Required action: Set out exactly every line of the entries below, starting at the line that holds "for member in" and stopping after the line that holds "if index < 0".

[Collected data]

'''

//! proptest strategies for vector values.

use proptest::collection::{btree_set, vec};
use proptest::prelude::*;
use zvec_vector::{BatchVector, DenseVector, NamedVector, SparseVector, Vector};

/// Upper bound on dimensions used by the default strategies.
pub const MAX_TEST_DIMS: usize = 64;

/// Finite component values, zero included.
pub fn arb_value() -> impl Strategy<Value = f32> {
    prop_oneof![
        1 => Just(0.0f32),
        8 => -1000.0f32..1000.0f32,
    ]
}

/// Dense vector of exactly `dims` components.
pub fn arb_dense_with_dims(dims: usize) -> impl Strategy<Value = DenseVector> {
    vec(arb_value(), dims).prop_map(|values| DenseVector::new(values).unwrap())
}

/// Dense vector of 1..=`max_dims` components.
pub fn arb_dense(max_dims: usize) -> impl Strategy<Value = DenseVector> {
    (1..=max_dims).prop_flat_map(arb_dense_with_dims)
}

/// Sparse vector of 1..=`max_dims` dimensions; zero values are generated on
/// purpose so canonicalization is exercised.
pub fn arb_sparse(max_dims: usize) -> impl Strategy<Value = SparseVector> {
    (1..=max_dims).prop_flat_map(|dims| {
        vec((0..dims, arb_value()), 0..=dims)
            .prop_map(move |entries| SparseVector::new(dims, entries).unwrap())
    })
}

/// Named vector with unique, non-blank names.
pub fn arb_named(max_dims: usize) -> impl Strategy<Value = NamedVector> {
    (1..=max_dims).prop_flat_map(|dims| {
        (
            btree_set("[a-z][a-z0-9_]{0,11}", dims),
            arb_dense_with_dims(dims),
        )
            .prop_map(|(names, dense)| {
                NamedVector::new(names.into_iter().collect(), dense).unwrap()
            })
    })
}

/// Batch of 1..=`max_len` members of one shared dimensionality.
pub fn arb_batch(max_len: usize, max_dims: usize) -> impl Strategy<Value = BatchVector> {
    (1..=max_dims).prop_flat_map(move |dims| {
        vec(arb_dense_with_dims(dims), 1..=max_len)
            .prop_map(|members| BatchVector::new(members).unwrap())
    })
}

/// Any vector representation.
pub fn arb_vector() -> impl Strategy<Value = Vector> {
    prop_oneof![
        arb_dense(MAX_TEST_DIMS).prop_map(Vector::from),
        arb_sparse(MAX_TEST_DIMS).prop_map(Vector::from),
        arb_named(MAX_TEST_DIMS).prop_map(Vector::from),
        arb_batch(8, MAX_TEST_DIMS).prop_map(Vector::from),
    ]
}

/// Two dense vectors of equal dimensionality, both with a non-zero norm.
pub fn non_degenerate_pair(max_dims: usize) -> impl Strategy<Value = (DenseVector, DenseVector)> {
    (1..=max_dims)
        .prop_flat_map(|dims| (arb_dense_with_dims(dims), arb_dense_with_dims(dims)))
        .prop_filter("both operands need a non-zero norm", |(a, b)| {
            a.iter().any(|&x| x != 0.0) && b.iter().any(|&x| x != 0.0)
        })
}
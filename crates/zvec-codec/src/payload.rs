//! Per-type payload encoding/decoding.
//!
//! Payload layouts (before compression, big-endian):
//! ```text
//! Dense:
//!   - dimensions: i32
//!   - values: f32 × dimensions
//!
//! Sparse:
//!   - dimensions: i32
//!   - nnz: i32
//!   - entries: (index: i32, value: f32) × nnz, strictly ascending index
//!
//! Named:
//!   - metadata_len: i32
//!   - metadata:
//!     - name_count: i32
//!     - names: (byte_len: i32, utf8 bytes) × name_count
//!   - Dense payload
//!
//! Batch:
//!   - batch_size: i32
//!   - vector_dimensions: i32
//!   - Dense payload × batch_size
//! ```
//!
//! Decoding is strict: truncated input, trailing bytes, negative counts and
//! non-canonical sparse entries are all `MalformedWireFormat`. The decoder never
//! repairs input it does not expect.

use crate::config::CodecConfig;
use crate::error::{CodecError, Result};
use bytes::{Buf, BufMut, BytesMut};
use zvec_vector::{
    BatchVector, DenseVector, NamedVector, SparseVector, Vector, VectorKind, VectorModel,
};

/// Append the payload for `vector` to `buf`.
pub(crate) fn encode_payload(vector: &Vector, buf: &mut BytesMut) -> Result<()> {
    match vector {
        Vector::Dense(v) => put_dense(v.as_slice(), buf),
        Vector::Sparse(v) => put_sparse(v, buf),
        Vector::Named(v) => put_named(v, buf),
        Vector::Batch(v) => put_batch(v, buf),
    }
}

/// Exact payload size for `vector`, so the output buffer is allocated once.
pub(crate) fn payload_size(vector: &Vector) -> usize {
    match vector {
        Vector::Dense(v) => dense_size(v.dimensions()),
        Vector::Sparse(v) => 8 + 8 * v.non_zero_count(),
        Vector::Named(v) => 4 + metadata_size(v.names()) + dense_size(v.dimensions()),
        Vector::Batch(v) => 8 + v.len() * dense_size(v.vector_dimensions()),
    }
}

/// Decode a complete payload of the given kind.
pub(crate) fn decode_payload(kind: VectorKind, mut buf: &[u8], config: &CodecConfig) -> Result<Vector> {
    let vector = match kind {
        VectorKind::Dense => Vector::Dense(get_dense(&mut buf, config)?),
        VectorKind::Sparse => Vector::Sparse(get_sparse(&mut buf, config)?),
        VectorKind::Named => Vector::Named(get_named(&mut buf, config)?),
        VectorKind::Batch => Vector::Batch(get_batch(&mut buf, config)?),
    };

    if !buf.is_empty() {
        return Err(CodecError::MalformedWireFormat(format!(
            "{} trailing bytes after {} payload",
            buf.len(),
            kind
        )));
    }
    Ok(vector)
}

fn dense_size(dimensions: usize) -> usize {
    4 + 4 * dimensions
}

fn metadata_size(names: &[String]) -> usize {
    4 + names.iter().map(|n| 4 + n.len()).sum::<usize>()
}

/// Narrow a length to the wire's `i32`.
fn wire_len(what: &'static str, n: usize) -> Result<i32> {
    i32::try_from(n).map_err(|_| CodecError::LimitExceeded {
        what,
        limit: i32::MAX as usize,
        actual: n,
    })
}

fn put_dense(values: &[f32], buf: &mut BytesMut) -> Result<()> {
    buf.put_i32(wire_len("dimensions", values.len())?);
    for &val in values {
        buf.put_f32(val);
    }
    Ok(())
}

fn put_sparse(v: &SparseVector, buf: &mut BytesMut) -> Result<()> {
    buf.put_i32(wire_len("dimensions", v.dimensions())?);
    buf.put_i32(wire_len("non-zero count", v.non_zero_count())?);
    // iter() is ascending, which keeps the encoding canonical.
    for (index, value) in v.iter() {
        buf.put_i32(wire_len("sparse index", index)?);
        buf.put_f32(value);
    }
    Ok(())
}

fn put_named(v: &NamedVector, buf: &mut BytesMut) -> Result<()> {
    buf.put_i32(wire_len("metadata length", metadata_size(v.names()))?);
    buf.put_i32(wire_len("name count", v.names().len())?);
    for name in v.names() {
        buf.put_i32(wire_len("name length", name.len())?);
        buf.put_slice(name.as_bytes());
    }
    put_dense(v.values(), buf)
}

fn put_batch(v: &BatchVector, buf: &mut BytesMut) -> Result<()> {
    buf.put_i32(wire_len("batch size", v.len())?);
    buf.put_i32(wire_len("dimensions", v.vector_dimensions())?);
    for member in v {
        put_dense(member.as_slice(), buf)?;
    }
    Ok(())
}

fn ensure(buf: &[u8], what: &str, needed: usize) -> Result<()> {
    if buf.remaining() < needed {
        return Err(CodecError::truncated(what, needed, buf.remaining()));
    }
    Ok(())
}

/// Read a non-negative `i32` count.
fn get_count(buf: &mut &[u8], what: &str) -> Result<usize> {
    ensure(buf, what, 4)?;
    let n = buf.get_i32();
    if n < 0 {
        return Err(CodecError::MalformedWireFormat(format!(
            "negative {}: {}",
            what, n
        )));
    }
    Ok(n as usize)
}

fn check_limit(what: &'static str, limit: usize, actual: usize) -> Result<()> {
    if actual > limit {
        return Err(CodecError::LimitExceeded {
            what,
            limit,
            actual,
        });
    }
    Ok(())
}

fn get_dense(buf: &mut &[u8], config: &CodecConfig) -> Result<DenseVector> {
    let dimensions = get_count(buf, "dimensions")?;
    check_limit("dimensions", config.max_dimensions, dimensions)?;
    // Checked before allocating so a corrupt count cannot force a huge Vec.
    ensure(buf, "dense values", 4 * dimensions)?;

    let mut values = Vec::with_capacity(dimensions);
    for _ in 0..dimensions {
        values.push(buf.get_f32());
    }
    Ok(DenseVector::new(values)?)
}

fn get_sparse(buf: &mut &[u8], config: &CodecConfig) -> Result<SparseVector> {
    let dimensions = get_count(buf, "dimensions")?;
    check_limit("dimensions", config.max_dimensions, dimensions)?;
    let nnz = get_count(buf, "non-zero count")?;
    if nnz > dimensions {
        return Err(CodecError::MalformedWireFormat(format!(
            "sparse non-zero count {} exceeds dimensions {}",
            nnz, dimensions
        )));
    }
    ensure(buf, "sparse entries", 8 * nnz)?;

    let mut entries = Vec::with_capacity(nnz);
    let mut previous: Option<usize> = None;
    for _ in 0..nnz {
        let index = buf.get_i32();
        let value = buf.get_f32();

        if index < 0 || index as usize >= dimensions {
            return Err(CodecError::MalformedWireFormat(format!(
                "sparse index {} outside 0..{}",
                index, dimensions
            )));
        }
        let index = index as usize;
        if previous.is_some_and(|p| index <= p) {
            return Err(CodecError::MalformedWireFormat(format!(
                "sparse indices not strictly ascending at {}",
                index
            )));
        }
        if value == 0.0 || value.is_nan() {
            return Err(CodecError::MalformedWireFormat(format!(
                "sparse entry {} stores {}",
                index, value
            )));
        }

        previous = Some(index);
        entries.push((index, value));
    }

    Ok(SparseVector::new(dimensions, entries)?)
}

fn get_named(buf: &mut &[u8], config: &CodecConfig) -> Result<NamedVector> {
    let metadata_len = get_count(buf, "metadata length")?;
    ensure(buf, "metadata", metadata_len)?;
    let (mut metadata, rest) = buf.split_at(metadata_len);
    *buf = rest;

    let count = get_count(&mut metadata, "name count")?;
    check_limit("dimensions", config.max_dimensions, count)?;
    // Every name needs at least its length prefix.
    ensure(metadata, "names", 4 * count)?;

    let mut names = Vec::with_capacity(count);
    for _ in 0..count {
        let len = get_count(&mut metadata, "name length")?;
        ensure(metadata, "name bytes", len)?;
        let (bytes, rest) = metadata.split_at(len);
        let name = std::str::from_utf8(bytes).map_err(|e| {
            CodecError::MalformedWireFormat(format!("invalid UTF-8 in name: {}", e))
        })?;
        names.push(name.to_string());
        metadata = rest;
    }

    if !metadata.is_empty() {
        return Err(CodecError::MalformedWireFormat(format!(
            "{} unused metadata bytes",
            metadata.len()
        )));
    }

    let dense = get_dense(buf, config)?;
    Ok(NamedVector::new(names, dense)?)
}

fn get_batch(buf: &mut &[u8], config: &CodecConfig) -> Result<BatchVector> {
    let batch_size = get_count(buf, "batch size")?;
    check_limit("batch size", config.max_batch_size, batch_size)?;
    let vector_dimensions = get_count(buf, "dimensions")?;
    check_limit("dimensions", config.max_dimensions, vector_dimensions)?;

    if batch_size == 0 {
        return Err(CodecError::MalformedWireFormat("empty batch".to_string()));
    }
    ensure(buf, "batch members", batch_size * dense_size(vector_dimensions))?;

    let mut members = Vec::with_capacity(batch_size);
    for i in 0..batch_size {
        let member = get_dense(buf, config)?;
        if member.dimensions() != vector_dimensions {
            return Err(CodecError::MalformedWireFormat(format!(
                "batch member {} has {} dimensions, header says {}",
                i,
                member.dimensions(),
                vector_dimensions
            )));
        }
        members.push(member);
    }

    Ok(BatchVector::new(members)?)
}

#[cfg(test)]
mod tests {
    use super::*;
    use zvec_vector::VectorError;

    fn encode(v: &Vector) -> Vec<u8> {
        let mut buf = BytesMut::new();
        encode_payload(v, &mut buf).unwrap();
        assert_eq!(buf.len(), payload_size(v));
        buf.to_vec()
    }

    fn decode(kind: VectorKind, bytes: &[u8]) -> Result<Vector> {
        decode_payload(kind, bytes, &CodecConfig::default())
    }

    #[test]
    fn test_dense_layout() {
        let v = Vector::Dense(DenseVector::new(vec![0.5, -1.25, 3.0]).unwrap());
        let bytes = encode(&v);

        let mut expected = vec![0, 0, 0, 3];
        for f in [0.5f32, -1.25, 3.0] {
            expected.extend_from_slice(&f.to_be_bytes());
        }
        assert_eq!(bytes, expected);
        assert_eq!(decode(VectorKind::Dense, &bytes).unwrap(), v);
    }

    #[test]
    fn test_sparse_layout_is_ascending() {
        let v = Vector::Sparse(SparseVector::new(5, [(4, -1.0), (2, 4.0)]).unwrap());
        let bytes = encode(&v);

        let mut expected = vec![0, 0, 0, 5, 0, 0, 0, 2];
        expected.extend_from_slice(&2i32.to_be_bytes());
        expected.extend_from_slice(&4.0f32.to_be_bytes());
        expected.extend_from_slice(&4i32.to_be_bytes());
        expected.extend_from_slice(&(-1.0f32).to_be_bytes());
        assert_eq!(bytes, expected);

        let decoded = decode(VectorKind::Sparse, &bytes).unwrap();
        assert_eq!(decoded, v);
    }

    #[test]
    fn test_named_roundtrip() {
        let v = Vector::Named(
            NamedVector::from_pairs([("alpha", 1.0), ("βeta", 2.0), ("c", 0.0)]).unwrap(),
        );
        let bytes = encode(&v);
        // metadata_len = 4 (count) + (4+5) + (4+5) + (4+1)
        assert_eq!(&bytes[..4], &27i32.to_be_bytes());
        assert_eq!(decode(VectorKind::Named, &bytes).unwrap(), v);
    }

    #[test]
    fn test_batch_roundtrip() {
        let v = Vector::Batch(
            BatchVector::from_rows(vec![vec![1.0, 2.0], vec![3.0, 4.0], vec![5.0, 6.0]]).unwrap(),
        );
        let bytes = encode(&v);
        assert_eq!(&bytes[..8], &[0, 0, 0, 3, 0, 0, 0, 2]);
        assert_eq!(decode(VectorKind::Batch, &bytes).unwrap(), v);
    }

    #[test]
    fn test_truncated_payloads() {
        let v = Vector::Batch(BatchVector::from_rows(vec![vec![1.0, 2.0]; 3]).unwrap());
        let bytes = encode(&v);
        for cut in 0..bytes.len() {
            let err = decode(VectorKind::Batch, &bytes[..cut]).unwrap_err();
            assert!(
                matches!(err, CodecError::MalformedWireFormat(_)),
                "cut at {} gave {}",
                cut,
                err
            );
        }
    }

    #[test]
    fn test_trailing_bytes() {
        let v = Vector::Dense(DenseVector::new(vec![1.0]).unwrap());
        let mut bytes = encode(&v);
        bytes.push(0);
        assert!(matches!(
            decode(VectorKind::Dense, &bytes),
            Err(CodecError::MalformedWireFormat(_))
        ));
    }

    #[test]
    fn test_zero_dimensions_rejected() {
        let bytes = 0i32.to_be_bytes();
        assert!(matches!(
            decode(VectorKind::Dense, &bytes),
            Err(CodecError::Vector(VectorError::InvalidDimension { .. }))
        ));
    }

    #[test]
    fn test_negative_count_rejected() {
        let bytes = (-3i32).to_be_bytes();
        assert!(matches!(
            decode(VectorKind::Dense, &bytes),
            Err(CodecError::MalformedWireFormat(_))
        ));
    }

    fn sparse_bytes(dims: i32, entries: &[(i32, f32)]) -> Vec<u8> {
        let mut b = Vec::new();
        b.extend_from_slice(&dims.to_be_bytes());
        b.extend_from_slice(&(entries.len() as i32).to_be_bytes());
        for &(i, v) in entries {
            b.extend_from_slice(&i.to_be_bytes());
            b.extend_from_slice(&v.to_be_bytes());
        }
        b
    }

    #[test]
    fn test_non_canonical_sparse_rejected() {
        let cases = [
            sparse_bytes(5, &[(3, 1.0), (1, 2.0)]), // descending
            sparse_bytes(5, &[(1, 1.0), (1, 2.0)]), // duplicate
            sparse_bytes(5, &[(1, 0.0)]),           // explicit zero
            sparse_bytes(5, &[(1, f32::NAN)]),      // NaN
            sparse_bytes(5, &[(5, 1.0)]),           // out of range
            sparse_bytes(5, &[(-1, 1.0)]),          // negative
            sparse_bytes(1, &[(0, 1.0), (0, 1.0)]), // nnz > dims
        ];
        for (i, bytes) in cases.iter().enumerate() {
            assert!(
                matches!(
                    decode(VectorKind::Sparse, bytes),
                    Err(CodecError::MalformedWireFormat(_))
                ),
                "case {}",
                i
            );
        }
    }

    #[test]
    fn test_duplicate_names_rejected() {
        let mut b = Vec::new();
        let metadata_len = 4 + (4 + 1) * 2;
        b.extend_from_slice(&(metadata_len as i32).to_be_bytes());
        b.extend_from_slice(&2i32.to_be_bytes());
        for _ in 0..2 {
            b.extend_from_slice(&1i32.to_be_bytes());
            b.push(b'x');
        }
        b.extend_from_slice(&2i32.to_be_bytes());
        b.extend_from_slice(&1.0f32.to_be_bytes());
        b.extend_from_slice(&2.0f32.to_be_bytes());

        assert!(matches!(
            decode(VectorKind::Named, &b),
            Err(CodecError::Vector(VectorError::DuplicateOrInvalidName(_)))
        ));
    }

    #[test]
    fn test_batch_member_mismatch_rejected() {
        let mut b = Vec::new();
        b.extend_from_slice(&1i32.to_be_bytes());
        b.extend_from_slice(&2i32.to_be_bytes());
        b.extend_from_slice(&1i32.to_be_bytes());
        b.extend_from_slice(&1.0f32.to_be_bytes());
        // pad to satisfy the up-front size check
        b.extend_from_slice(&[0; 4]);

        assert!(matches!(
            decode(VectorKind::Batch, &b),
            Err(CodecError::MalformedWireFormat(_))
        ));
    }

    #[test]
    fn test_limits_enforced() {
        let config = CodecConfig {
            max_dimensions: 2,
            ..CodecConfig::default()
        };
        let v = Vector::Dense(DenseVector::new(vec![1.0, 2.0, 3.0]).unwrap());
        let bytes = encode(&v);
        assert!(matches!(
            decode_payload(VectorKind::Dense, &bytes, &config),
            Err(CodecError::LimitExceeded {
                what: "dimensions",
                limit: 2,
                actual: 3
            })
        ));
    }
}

'''

Final answer:
    for member in v {
        put_dense(member.as_slice(), buf)?;
    }
    Ok(())
}

fn ensure(buf: &[u8], what: &str, needed: usize) -> Result<()> {
    if buf.remaining() < needed {
        return Err(CodecError::truncated(what, needed, buf.remaining()));
    }
    Ok(())
}

/// Read a non-negative `i32` count.
fn get_count(buf: &mut &[u8], what: &str) -> Result<usize> {
    ensure(buf, what, 4)?;
    let n = buf.get_i32();
    if n < 0 {
        return Err(CodecError::MalformedWireFormat(format!(
            "negative {}: {}",
            what, n
        )));
    }
    Ok(n as usize)
}

fn check_limit(what: &'static str, limit: usize, actual: usize) -> Result<()> {
    if actual > limit {
        return Err(CodecError::LimitExceeded {
            what,
            limit,
            actual,
        });
    }
    Ok(())
}

fn get_dense(buf: &mut &[u8], config: &CodecConfig) -> Result<DenseVector> {
    let dimensions = get_count(buf, "dimensions")?;
    check_limit("dimensions", config.max_dimensions, dimensions)?;
    // Checked before allocating so a corrupt count cannot force a huge Vec.
    ensure(buf, "dense values", 4 * dimensions)?;

    let mut values = Vec::with_capacity(dimensions);
    for _ in 0..dimensions {
        values.push(buf.get_f32());
    }
    Ok(DenseVector::new(values)?)
}

fn get_sparse(buf: &mut &[u8], config: &CodecConfig) -> Result<SparseVector> {
    let dimensions = get_count(buf, "dimensions")?;
    check_limit("dimensions", config.max_dimensions, dimensions)?;
    let nnz = get_count(buf, "non-zero count")?;
    if nnz > dimensions {
        return Err(CodecError::MalformedWireFormat(format!(
            "sparse non-zero count {} exceeds dimensions {}",
            nnz, dimensions
        )));
    }
    ensure(buf, "sparse entries", 8 * nnz)?;

    let mut entries = Vec::with_capacity(nnz);
    let mut previous: Option<usize> = None;
    for _ in 0..nnz {
        let index = buf.get_i32();
        let value = buf.get_f32();

        if index < 0 || index as usize >= dimensions {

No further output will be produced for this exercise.